Further raids were delayed by an extended period of poor weather and also by the withdrawal of the majority of Naval Zeppelins in an attempt to identify and resolve the recurrent mechanical failures. Raids resumed in March: three Zeppelins set off to bomb Rosyth on 5/6 March but were forced by high winds to divert to Hull, killing 18, injuring 52 and causing £25,005 damage.[46] On 30 March/1 April ten airships set off to bomb eastern England and London. Most turned back because of mechanical problems or the weather; L 15 was intercepted by Claude Ridley, who was unable to do more than fire a few rounds at extreme range; it was then damaged by anti-aircraft fire over Purfleet before being attacked by Alfred Brandon using Ranken darts. It came down in the sea near Margate, all but one of the crew surviving. Most of the 48 people killed in the raid were victims of a bomb which fell on an Army billet in Cleethorpes.[47]

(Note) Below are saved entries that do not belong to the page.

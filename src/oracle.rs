use crate::builder::{BuildError, TreeOptions};
use crate::catalogue::QuestionCatalogue;
use crate::classify::{classify_leaves, TwoClassClusterer};
use crate::compile::compile;
use crate::distribution::{merge, split_gain, MergeOptions, Merged};
use crate::question::Question;
use crate::stats::{UnitId, Units};
use tracing::debug;

#[derive(Debug, Clone, PartialEq)]
pub struct Candidate {
    pub question: Question,
    pub entropy_decrease: f64,
}

/// Finds the question that best splits a node.
pub trait QuestionOracle {
    /// Returns `None` when no question separates `members`.
    fn best_question(
        &self,
        members: &[UnitId],
        merged: &Merged,
    ) -> Result<Option<Candidate>, BuildError>;
}

/// Tries every simple question of a catalogue.
#[derive(Debug, Clone)]
pub struct SimpleQuestionOracle<'a> {
    units: Units<'a>,
    catalogue: &'a QuestionCatalogue,
    options: MergeOptions,
}

impl<'a> SimpleQuestionOracle<'a> {
    pub fn new(units: Units<'a>, catalogue: &'a QuestionCatalogue, options: MergeOptions) -> Self {
        Self {
            units,
            catalogue,
            options,
        }
    }
}

impl QuestionOracle for SimpleQuestionOracle<'_> {
    fn best_question(
        &self,
        members: &[UnitId],
        merged: &Merged,
    ) -> Result<Option<Candidate>, BuildError> {
        let n_state = self.units.stats().shape().n_state();
        let mut best: Option<Candidate> = None;
        for q in self.catalogue.iter() {
            let (yes, no): (Vec<UnitId>, Vec<UnitId>) = members
                .iter()
                .partition(|&&u| q.evaluate(self.units.context(u)));
            if yes.is_empty() || no.is_empty() {
                continue;
            }
            let yes = merge(&yes, self.units.stats(), &self.options)?;
            let no = merge(&no, self.units.stats(), &self.options)?;
            let occupied = |m: &Merged| (0..n_state).all(|s| m.distribution.occupancy(s, 0) > 0.0);
            if !occupied(&yes) || !occupied(&no) {
                continue;
            }

            let gain = split_gain(
                self.options.kind(),
                merged.weighted_entropy,
                yes.weighted_entropy,
                no.weighted_entropy,
            );
            if best.as_ref().map_or(true, |b| b.entropy_decrease < gain) {
                best = Some(Candidate {
                    question: Question::Simple(q.clone()),
                    entropy_decrease: gain,
                });
            }
        }
        Ok(best)
    }
}

/// Builds a small tree of simple questions over the node, clusters its
/// leaves into two classes and asks whether a unit falls in the class with
/// fewer leaves.
#[derive(Debug, Clone)]
pub struct CompositeQuestionOracle<'a, C> {
    units: Units<'a>,
    simple: SimpleQuestionOracle<'a>,
    simple_tree: TreeOptions,
    clusterer: C,
}

impl<'a, C> CompositeQuestionOracle<'a, C>
where
    C: TwoClassClusterer,
{
    /// `simple_tree` bounds the inner tree and carries the merge options.
    pub fn new(
        units: Units<'a>,
        catalogue: &'a QuestionCatalogue,
        simple_tree: TreeOptions,
        clusterer: C,
    ) -> Self {
        let simple = SimpleQuestionOracle::new(units, catalogue, simple_tree.merge_options().clone());
        Self {
            units,
            simple,
            simple_tree,
            clusterer,
        }
    }
}

impl<C> QuestionOracle for CompositeQuestionOracle<'_, C>
where
    C: TwoClassClusterer,
{
    fn best_question(
        &self,
        members: &[UnitId],
        _merged: &Merged,
    ) -> Result<Option<Candidate>, BuildError> {
        let mut tree = self.simple_tree.build(members, self.units, &self.simple)?.tree;
        if tree.count_leaves() < 2 {
            return Ok(None);
        }
        debug!("simple tree for {} units:\n{}", members.len(), tree.display());

        let classification =
            classify_leaves(&mut tree, self.simple_tree.merge_options(), &self.clusterer)?;
        if classification.warning.is_some() {
            return Ok(None);
        }

        let target = if classification.class_b > classification.class_a { 1 } else { 0 };
        let mut question = compile(&tree, target)?;
        question.simplify();

        Ok(Some(Candidate {
            question: Question::Composite(question),
            entropy_decrease: classification.entropy_decrease,
        }))
    }
}

#[cfg(test)]
mod tests {
    use super::*;
    use crate::classify::ExhaustiveTwoClass;
    use crate::question::{Context, PhoneSets};
    use crate::stats::StatsTable;
    use crate::testing;

    fn fixture() -> (PhoneSets, StatsTable, Vec<Context>) {
        // Units with a vowel on the left look alike, as do units with a stop
        // on the right.
        let stats = testing::discrete_units(&[
            [9.0, 1.0],
            [9.0, 1.0],
            [1.0, 9.0],
            [1.0, 9.0],
            [5.0, 5.0],
        ]);
        let contexts = vec![
            testing::context(0, 5),
            testing::context(1, 5),
            testing::context(3, 4),
            testing::context(5, 3),
            testing::context(5, 5),
        ];
        (testing::phone_sets(), stats, contexts)
    }

    #[test]
    fn simple_oracle_finds_the_separating_question() -> Result<(), anyhow::Error> {
        let (sets, stats, contexts) = fixture();
        let units = Units::new(&stats, &contexts)?;
        let catalogue = QuestionCatalogue::generate(&sets, false);
        let options = MergeOptions::default();
        let oracle = SimpleQuestionOracle::new(units, &catalogue, options.clone());

        let members = vec![0, 1, 2, 3];
        let merged = merge(&members, &stats, &options)?;
        let best = oracle
            .best_question(&members, &merged)?
            .expect("a question separates the units");

        let yes = members
            .iter()
            .filter(|&&u| best.question.evaluate(&contexts[u]))
            .count();
        assert_eq!(yes, 2, "{} does not split 2/2", best.question);
        assert!(best.entropy_decrease > 0.0);

        let single = merge(&[0], &stats, &options)?;
        assert_eq!(oracle.best_question(&[0], &single)?, None);
        Ok(())
    }

    #[test]
    fn composite_oracle_answers_with_a_composite_question() -> Result<(), anyhow::Error> {
        let (sets, stats, contexts) = fixture();
        let units = Units::new(&stats, &contexts)?;
        let catalogue = QuestionCatalogue::generate(&sets, false);
        let oracle = CompositeQuestionOracle::new(
            units,
            &catalogue,
            TreeOptions::default(),
            ExhaustiveTwoClass::default(),
        );

        let members = vec![0, 1, 2, 3, 4];
        let merged = merge(&members, &stats, &MergeOptions::default())?;
        let best = oracle
            .best_question(&members, &merged)?
            .expect("the units form two classes");

        assert!(matches!(best.question, Question::Composite(_)));
        assert!(best.entropy_decrease > 0.0);
        let answers = members
            .iter()
            .map(|&u| best.question.evaluate(&contexts[u]))
            .collect::<Vec<_>>();
        assert_eq!(answers[0], answers[1]);
        assert_eq!(answers[2], answers[3]);
        assert_ne!(answers[0], answers[2]);
        Ok(())
    }
}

The following night two Navy Zeppelins, diverted from London by the weather, bombed targets in the north of England, killing 22 and injuring 130. On the night of 2/3 April, a six-airship raid was made by Army and Navy airships, the Navy against the naval base at Rosyth and the Forth Bridge on the east coast of Scotland, the Army targeting London. None of the airships bombed their intended targets; 13 were killed, 24 injured and much of the £77,113 damage was caused by the destruction of a warehouse in Leith containing whisky.[48][49] A two-Zeppelin raid the following night was prevented from bombing London by the weather and caused no casualties or damage and another against the north of England on the night of 5/6 April had little effect: one of the three raiders turned back with mechanical problems and although the ironworks at Skinningrove and a colliery near Bishop Auckland were bombed, the casualties only amounted to one dead and nine injured.[50]

The wreckage of LZ 76 (L  33)

On 28/29 July the first raid to include one of the new R-class Zeppelins, L 31, took place. These were 200 m (660 ft) long, with a capacity of 55,000 m3 (2,000,000 cu ft), powered by six engines and capable of operating at 13,000 ft (4,000 m) and could carry up to four tons of bombs. The ten Zeppelins achieved very little; four turned back early and the rest wandered over a fog-shrouded landscape before giving up. Adverse weather dispersed two raids on 30/31 July and 2/3 August. On 8/9 August, two Zeppelins were part of a nine airship raid on Hull.[51] The sixth successful London raid was on 24/25 August when 13 Navy Zeppelins were launched and Heinrich Mathy's L 31 reached London; flying above low clouds, 36 bombs were dropped in ten minutes on West Ferry Road, Deptford Dry Dock, the station at Norway Street and homes in Greenwich, Eltham and Plumstead. Nine people were killed, 40 injured and £130,203 of damage was caused. L 31 suffered no damage in the attack but several weeks of repair work were needed following a hard landing.[52]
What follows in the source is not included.